Saved entries
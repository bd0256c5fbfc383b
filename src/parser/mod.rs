// Chart request DSL parser

pub mod ast;
pub mod chart;
pub mod labels;
pub mod lexer;
pub mod pipeline;

// Public API re-exports
pub use ast::{ChartSpec, Labels, RequestSpec};
pub use pipeline::parse_request;
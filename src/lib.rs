// Library exports for casedash

pub mod chart;
pub mod csv_reader;
pub mod dashboard;
pub mod data;
pub mod graph;
pub mod metric;
pub mod palette;
pub mod parser;
pub mod reshape;
pub mod runtime;

use serde::Deserialize;

#[derive(Debug, Clone, Copy, PartialEq, Eq, Deserialize, Default)]
pub enum OutputFormat {
    #[serde(rename = "png")]
    #[default]
    Png,
    #[serde(rename = "svg")]
    Svg,
}

#[derive(Debug, Clone, Deserialize)]
pub struct RenderOptions {
    #[serde(default = "default_width")]
    pub width: u32,
    #[serde(default = "default_height")]
    pub height: u32,
    #[serde(default, rename = "type")]
    pub format: OutputFormat,
}

fn default_width() -> u32 { 800 }
fn default_height() -> u32 { 600 }

impl Default for RenderOptions {
    fn default() -> Self {
        Self {
            width: default_width(),
            height: default_height(),
            format: OutputFormat::Png,
        }
    }
}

The problem >>
Return all of the data word for word.

Reply >>
repository bd0256c5fbfc383b
filename src/parser/mod.rs
// Chart request DSL parser

pub mod ast;
pub mod chart;
pub mod labels;
pub mod lexer;
pub mod pipeline;

// Public API re-exports
pub use ast::{ChartSpec, Labels, RequestSpec};
pub use pipeline::parse_request;
filename src/lib.rs
// Library exports for casedash

pub mod chart;
pub mod csv_reader;
pub mod dashboard;
pub mod data;
pub mod graph;
pub mod metric;
pub mod palette;
pub mod parser;
pub mod reshape;
pub mod runtime;

use serde::Deserialize;

#[derive(Debug, Clone, Copy, PartialEq, Eq, Deserialize, Default)]
pub enum OutputFormat {
    #[serde(rename = "png")]
    #[default]
    Png,
    #[serde(rename = "svg")]
    Svg,
}

#[derive(Debug, Clone, Deserialize)]
pub struct RenderOptions {
    #[serde(default = "default_width")]
    pub width: u32,
    #[serde(default = "default_height")]
    pub height: u32,
    #[serde(default, rename = "type")]
    pub format: OutputFormat,
}

fn default_width() -> u32 { 800 }
fn default_height() -> u32 { 600 }

impl Default for RenderOptions {
    fn default() -> Self {
        Self {
            width: default_width(),
            height: default_height(),
            format: OutputFormat::Png,
        }
    }
}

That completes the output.